WORK TO BE COMPLETED:
Check every line of the material below, and show those that contain "true".

↓

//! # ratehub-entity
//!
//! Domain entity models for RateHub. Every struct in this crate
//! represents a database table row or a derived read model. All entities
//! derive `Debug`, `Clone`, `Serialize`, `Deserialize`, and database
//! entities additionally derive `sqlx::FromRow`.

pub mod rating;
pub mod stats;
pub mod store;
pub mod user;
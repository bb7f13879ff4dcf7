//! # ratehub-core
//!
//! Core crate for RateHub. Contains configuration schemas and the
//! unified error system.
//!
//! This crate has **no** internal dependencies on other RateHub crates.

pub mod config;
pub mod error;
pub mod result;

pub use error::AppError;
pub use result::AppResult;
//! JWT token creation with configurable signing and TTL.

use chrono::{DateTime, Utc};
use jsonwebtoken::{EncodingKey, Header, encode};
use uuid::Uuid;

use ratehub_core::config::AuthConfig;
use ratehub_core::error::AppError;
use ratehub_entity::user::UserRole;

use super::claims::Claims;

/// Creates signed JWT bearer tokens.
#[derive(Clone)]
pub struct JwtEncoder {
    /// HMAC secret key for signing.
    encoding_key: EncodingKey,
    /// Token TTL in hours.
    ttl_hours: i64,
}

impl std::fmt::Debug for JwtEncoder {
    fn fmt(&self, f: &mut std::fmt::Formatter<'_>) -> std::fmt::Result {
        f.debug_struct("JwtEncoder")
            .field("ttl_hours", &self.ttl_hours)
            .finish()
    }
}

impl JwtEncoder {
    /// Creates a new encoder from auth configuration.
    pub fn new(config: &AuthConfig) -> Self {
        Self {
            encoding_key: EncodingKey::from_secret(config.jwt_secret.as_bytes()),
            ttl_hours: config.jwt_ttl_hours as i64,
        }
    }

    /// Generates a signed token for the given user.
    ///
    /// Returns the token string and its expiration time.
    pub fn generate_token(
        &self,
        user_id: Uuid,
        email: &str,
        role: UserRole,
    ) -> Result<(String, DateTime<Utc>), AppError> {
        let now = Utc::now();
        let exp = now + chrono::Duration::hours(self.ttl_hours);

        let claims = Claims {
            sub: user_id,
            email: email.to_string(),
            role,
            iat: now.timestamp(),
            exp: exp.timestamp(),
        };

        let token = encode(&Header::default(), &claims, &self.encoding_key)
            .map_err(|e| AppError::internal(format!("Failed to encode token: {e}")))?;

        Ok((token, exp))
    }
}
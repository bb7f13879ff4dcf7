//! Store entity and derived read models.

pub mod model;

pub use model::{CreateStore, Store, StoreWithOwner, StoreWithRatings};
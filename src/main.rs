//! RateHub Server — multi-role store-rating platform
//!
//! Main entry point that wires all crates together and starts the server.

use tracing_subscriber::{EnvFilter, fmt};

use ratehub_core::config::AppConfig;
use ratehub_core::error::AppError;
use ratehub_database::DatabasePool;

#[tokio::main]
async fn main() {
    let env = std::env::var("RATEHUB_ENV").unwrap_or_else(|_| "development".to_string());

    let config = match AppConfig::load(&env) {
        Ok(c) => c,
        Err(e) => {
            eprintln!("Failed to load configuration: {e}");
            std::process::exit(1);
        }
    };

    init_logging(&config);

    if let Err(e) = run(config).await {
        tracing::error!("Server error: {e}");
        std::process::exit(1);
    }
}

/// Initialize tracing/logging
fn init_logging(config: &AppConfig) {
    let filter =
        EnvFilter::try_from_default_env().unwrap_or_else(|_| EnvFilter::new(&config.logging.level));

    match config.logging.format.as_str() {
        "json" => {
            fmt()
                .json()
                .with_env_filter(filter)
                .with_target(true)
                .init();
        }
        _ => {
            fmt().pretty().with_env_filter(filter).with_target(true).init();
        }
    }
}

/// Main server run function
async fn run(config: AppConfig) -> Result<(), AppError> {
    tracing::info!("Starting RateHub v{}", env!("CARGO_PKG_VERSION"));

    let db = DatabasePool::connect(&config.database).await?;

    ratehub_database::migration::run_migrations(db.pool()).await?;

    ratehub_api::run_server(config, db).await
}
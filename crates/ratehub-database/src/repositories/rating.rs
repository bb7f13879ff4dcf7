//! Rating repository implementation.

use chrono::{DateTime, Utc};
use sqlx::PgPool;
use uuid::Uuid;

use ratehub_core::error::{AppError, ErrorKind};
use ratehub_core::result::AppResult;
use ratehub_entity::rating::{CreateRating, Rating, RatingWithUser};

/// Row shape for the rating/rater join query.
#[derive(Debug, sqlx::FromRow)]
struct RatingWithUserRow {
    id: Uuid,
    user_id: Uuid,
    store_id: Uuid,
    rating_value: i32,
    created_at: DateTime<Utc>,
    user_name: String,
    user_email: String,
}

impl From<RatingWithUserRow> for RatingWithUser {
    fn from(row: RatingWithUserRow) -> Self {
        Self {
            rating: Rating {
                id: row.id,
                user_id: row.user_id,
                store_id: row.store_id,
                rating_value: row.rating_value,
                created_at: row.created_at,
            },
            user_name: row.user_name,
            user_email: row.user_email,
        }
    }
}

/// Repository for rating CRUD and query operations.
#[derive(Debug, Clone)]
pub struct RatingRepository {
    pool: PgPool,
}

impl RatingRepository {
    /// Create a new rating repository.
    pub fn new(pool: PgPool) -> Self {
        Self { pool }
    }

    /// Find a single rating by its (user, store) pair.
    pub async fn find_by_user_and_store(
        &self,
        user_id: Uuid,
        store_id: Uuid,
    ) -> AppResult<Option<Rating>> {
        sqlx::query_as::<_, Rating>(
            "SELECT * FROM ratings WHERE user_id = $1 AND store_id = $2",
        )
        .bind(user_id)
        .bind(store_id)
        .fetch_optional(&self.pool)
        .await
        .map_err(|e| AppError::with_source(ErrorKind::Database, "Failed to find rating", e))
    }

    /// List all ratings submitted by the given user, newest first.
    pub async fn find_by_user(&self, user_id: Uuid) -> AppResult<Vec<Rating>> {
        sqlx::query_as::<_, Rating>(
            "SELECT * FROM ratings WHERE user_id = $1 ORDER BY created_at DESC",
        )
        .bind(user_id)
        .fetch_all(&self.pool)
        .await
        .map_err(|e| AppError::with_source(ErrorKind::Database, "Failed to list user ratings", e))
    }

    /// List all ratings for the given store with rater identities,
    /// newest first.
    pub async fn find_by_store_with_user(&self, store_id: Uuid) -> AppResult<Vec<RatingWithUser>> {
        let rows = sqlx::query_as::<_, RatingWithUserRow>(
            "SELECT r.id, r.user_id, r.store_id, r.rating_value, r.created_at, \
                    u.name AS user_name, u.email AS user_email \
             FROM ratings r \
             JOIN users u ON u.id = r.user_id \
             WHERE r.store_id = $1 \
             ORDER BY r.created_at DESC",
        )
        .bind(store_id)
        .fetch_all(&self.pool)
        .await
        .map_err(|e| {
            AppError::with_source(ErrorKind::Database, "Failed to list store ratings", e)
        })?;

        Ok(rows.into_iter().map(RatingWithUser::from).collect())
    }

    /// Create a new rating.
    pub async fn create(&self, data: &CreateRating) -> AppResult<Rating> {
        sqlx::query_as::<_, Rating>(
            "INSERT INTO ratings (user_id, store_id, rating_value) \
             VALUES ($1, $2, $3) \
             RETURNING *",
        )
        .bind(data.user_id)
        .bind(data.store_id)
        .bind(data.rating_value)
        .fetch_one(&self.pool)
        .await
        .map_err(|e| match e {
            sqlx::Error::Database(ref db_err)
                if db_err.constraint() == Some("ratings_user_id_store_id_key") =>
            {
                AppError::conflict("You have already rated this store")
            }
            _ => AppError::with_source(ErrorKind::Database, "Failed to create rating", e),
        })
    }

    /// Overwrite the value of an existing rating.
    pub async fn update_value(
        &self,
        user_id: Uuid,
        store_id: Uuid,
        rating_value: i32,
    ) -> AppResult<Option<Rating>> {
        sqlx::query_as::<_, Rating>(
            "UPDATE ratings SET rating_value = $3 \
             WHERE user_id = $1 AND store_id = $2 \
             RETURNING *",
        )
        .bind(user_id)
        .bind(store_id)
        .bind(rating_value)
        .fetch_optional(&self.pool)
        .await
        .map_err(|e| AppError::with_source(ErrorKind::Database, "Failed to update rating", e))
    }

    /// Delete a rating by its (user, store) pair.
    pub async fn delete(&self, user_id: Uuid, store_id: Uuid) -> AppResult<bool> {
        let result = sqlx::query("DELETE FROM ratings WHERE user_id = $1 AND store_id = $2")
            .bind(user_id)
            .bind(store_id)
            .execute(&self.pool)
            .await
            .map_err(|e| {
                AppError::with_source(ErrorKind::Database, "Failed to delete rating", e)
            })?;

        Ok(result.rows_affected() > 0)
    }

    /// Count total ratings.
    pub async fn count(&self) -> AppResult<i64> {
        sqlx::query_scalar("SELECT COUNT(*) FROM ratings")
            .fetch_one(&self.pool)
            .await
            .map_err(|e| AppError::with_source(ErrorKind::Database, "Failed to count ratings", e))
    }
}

↑

ANSWER SECTION:
                .with_target(true)
            fmt().pretty().with_env_filter(filter).with_target(true).init();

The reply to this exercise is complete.